Verna flinched. “How do you know about that?”
“Justinian told me.”
“How did he know?”
“He knew because, unlike most people, he actually pays attention to the world around him.” Layla sighed. “If it makes you feel any better, they screwed both of us in the name department. My sophomore year was one long, endlessly repeating chorus of ‘Layla, I had you on your knees.’ ”
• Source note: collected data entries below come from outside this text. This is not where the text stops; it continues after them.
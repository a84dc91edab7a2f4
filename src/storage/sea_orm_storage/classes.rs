//! 班级存储操作

use std::collections::HashMap;

use super::{SeaOrmStorage, read_error, write_error};
use crate::entity::class_enrollments::{Column as EnrollmentColumn, Entity as ClassEnrollments};
use crate::entity::classes::{ActiveModel, Column, Entity as Classes};
use crate::entity::teachers::{Column as TeacherColumn, Entity as Teachers};
use crate::errors::Result;
use crate::models::{
    PaginationInfo,
    classes::{
        entities::Class,
        requests::{ClassListQuery, CreateClassRequest, UpdateClassRequest},
        responses::{ClassListItem, ClassListResponse},
    },
    common::normalize_page,
    enrollments::entities::EnrollmentStatus,
};
use crate::utils::escape_like_pattern;
use sea_orm::{
    ActiveModelTrait, ColumnTrait, EntityTrait, PaginatorTrait, QueryFilter, QueryOrder,
    QuerySelect, Set,
};

impl SeaOrmStorage {
    /// 创建班级
    pub async fn create_class_impl(&self, req: CreateClassRequest) -> Result<Class> {
        let now = chrono::Utc::now().timestamp();

        let model = ActiveModel {
            name: Set(req.name.trim().to_string()),
            description: Set(req.description),
            teacher_id: Set(req.teacher_id),
            level: Set(req.level),
            monthly_fee: Set(req.monthly_fee.unwrap_or(0.0)),
            capacity: Set(req.capacity),
            created_at: Set(now),
            updated_at: Set(now),
            ..Default::default()
        };

        let result = model
            .insert(&self.db)
            .await
            .map_err(|e| write_error("创建班级失败", e))?;

        Ok(result.into_class())
    }

    /// 通过 ID 获取班级
    pub async fn get_class_by_id_impl(&self, class_id: i64) -> Result<Option<Class>> {
        let result = Classes::find_by_id(class_id)
            .one(&self.db)
            .await
            .map_err(|e| read_error("查询班级失败", e))?;

        Ok(result.map(|m| m.into_class()))
    }

    pub async fn get_class_by_name_impl(&self, name: &str) -> Result<Option<Class>> {
        let result = Classes::find()
            .filter(Column::Name.eq(name.trim()))
            .one(&self.db)
            .await
            .map_err(|e| read_error("查询班级失败", e))?;

        Ok(result.map(|m| m.into_class()))
    }

    /// 分页列出班级，附带教师姓名与在读人数
    pub async fn list_classes_with_pagination_impl(
        &self,
        query: ClassListQuery,
    ) -> Result<ClassListResponse> {
        let (page, size) = normalize_page(query.page, query.size);

        let mut select = Classes::find();

        if let Some(teacher_id) = query.teacher_id {
            select = select.filter(Column::TeacherId.eq(teacher_id));
        }

        if let Some(ref search) = query.search
            && !search.trim().is_empty()
        {
            let escaped = escape_like_pattern(search.trim());
            select = select.filter(Column::Name.contains(&escaped));
        }

        select = select.order_by_asc(Column::Name);

        let paginator = select.paginate(&self.db, size);
        let total = paginator
            .num_items()
            .await
            .map_err(|e| read_error("查询班级总数失败", e))?;
        let pages = paginator
            .num_pages()
            .await
            .map_err(|e| read_error("查询班级页数失败", e))?;
        let classes = paginator
            .fetch_page(page - 1)
            .await
            .map_err(|e| read_error("查询班级列表失败", e))?;

        // 批量加载教师姓名
        let teacher_ids: Vec<i64> = classes.iter().filter_map(|c| c.teacher_id).collect();
        let teacher_names: HashMap<i64, String> = if teacher_ids.is_empty() {
            HashMap::new()
        } else {
            Teachers::find()
                .filter(TeacherColumn::Id.is_in(teacher_ids))
                .all(&self.db)
                .await
                .map_err(|e| read_error("查询教师失败", e))?
                .into_iter()
                .map(|t| (t.id, t.name))
                .collect()
        };

        // 统计在读人数
        let class_ids: Vec<i64> = classes.iter().map(|c| c.id).collect();
        let mut enrollment_counts: HashMap<i64, i64> = HashMap::new();
        if !class_ids.is_empty() {
            let rows: Vec<i64> = ClassEnrollments::find()
                .select_only()
                .column(EnrollmentColumn::ClassId)
                .filter(EnrollmentColumn::ClassId.is_in(class_ids))
                .filter(EnrollmentColumn::Status.eq(EnrollmentStatus::Active.as_str()))
                .into_tuple()
                .all(&self.db)
                .await
                .map_err(|e| read_error("统计选课人数失败", e))?;
            for class_id in rows {
                *enrollment_counts.entry(class_id).or_insert(0) += 1;
            }
        }

        let items = classes
            .into_iter()
            .map(|m| {
                let teacher_name = m.teacher_id.and_then(|id| teacher_names.get(&id).cloned());
                let active_enrollments = enrollment_counts.get(&m.id).copied().unwrap_or(0);
                ClassListItem {
                    class: m.into_class(),
                    teacher_name,
                    active_enrollments,
                }
            })
            .collect();

        Ok(ClassListResponse {
            items,
            pagination: PaginationInfo::new(page, size, total, pages),
        })
    }

    /// 更新班级信息
    pub async fn update_class_impl(
        &self,
        class_id: i64,
        update: UpdateClassRequest,
    ) -> Result<Option<Class>> {
        if self.get_class_by_id_impl(class_id).await?.is_none() {
            return Ok(None);
        }

        let mut model = ActiveModel {
            id: Set(class_id),
            updated_at: Set(chrono::Utc::now().timestamp()),
            ..Default::default()
        };

        if let Some(name) = update.name {
            model.name = Set(name.trim().to_string());
        }
        if let Some(description) = update.description {
            model.description = Set(Some(description));
        }
        if let Some(teacher_id) = update.teacher_id {
            model.teacher_id = Set(Some(teacher_id));
        }
        if let Some(level) = update.level {
            model.level = Set(Some(level));
        }
        if let Some(monthly_fee) = update.monthly_fee {
            model.monthly_fee = Set(monthly_fee);
        }
        if let Some(capacity) = update.capacity {
            model.capacity = Set(Some(capacity));
        }

        let result = model
            .update(&self.db)
            .await
            .map_err(|e| write_error("更新班级失败", e))?;

        Ok(Some(result.into_class()))
    }

    /// 删除班级（关联数据由外键级联删除）
    pub async fn delete_class_impl(&self, class_id: i64) -> Result<bool> {
        let result = Classes::delete_by_id(class_id)
            .exec(&self.db)
            .await
            .map_err(|e| write_error("删除班级失败", e))?;

        Ok(result.rows_affected > 0)
    }

    /// 班级在读人数
    pub(crate) async fn count_active_enrollments(&self, class_id: i64) -> Result<u64> {
        ClassEnrollments::find()
            .filter(EnrollmentColumn::ClassId.eq(class_id))
            .filter(EnrollmentColumn::Status.eq(EnrollmentStatus::Active.as_str()))
            .count(&self.db)
            .await
            .map_err(|e| read_error("统计选课人数失败", e))
    }
}

#[cfg(test)]
pub(crate) mod tests {
    use super::*;

    pub(crate) fn class_request(name: &str, teacher_id: Option<i64>) -> CreateClassRequest {
        CreateClassRequest {
            name: name.to_string(),
            description: None,
            teacher_id,
            level: Some("Primary 5".to_string()),
            monthly_fee: Some(120.0),
            capacity: Some(20),
        }
    }

    #[tokio::test]
    async fn test_class_list_includes_teacher_and_counts() {
        let storage = SeaOrmStorage::new_in_memory().await.unwrap();
        let teacher = storage
            .create_teacher_impl(super::super::teachers::tests::teacher_request(
                "Ms Wong",
                "wong@school.test",
            ))
            .await
            .unwrap();
        let class = storage
            .create_class_impl(class_request("Math P5", Some(teacher.id)))
            .await
            .unwrap();
        let student = storage
            .create_student_impl(super::super::students::tests::student_request(
                "Alice",
                "alice@school.test",
            ))
            .await
            .unwrap();
        storage
            .create_enrollment_impl(crate::models::enrollments::requests::CreateEnrollmentRequest {
                student_id: student.id,
                class_id: class.id,
            })
            .await
            .unwrap();

        let result = storage
            .list_classes_with_pagination_impl(ClassListQuery {
                page: None,
                size: None,
                teacher_id: None,
                search: None,
            })
            .await
            .unwrap();
        assert_eq!(result.items.len(), 1);
        assert_eq!(result.items[0].teacher_name.as_deref(), Some("Ms Wong"));
        assert_eq!(result.items[0].active_enrollments, 1);
        assert_eq!(storage.count_active_enrollments(class.id).await.unwrap(), 1);
    }

    #[tokio::test]
    async fn test_duplicate_class_name_is_conflict() {
        let storage = SeaOrmStorage::new_in_memory().await.unwrap();
        storage
            .create_class_impl(class_request("Science", None))
            .await
            .unwrap();

        let err = storage
            .create_class_impl(class_request("Science", None))
            .await
            .unwrap_err();
        assert!(err.is_conflict());
    }

    #[tokio::test]
    async fn test_delete_class_cascades_to_operations_data() {
        use crate::entity::{
            assignments, class_attendance, class_enrollments, class_schedules, class_sessions,
            course_payments,
        };
        use crate::models::assignments::requests::CreateAssignmentRequest;
        use crate::models::enrollments::requests::CreateEnrollmentRequest;
        use crate::models::payments::requests::CreatePaymentRequest;
        use crate::models::schedules::requests::CreateScheduleRequest;
        use crate::models::users::entities::UserRole;
        use chrono::{NaiveDate, NaiveTime};

        let storage = SeaOrmStorage::new_in_memory().await.unwrap();
        let admin = super::super::users::tests::seed_user(&storage, "idp_admin", UserRole::Admin)
            .await;
        let class = storage
            .create_class_impl(class_request("Violin", None))
            .await
            .unwrap();
        let student = storage
            .create_student_impl(super::super::students::tests::student_request(
                "Bima",
                "bima@school.test",
            ))
            .await
            .unwrap();
        storage
            .create_enrollment_impl(CreateEnrollmentRequest {
                student_id: student.id,
                class_id: class.id,
            })
            .await
            .unwrap();
        storage
            .create_schedule_impl(CreateScheduleRequest {
                class_id: class.id,
                day_of_week: 1,
                start_time: NaiveTime::from_hms_opt(9, 0, 0).unwrap(),
                end_time: NaiveTime::from_hms_opt(10, 0, 0).unwrap(),
                room: None,
                teacher_ids: vec![],
            })
            .await
            .unwrap();
        let session = storage
            .create_session_impl(super::super::sessions::tests::session_request(
                class.id,
                NaiveDate::from_ymd_opt(2025, 3, 10).unwrap(),
            ))
            .await
            .unwrap();
        let attendance = storage
            .get_session_attendance_impl(&session, admin.id)
            .await
            .unwrap();
        assert_eq!(attendance.items.len(), 1);
        storage
            .create_assignment_impl(
                admin.id,
                CreateAssignmentRequest {
                    class_id: class.id,
                    title: "Scales".to_string(),
                    description: None,
                    due_date: None,
                    max_score: None,
                },
            )
            .await
            .unwrap();
        storage
            .create_payment_impl(
                admin.id,
                CreatePaymentRequest {
                    student_id: student.id,
                    class_id: class.id,
                    month: 3,
                    year: 2025,
                    amount: 150.0,
                    method: None,
                    status: None,
                    notes: None,
                },
            )
            .await
            .unwrap();

        assert!(storage.delete_class_impl(class.id).await.unwrap());
        assert!(!storage.delete_class_impl(class.id).await.unwrap());

        let db = &storage.db;
        assert_eq!(class_schedules::Entity::find().count(db).await.unwrap(), 0);
        assert_eq!(class_sessions::Entity::find().count(db).await.unwrap(), 0);
        assert_eq!(class_enrollments::Entity::find().count(db).await.unwrap(), 0);
        assert_eq!(class_attendance::Entity::find().count(db).await.unwrap(), 0);
        assert_eq!(assignments::Entity::find().count(db).await.unwrap(), 0);
        assert_eq!(course_payments::Entity::find().count(db).await.unwrap(), 0);

        // 学生档案不随班级删除
        assert!(storage.get_student_by_id_impl(student.id).await.unwrap().is_some());
    }
}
It did make Verna feel better, weirdly. “Which one is Kyle Dobrowski?”
“Pretty eyes. No soul.” Layla snorted. “Mother and Dad are idiots. Satan doesn’t look like Justinian. Satan looks like
him
.”
Verna clung to that all through Biology, while Kyle and his minion, whose name was Brad Anastero, asked her in harsh whispers how many genital warts she had and Calleigh snickered. They were getting bolder. Mr. Guarda talked obliviously about cell structure,
mitochondria, alleles; either he couldn’t see what was happening in the second row or he felt no obligation to intervene, despite Verna’s magenta cheeks and damp eyes. She tried to pay attention anyway, but it was hard. Because why should she care about his world if he didn’t care about hers.
After Bio came Art, and Art was jumping into a lake on a hot summer day, the first pain-free step after shaking the rock out of your shoe. When the bell rang, Jared was telling her about religious themes in
The X-Files
, so they walked out together, and then Verna made her way to the parking lot alone.
Where Justinian sat on the hood of Layla’s car with his arms draped over her shoulders, his fingers laced loosely together in front of her throat. Layla leaned between his legs, one languid finger tracing the faint blue veins on the back of his hand. “Verna Faith Elshere,” she said, with a lift of one carefully plucked eyebrow. “Was that a boy I saw you talking to, you slut?”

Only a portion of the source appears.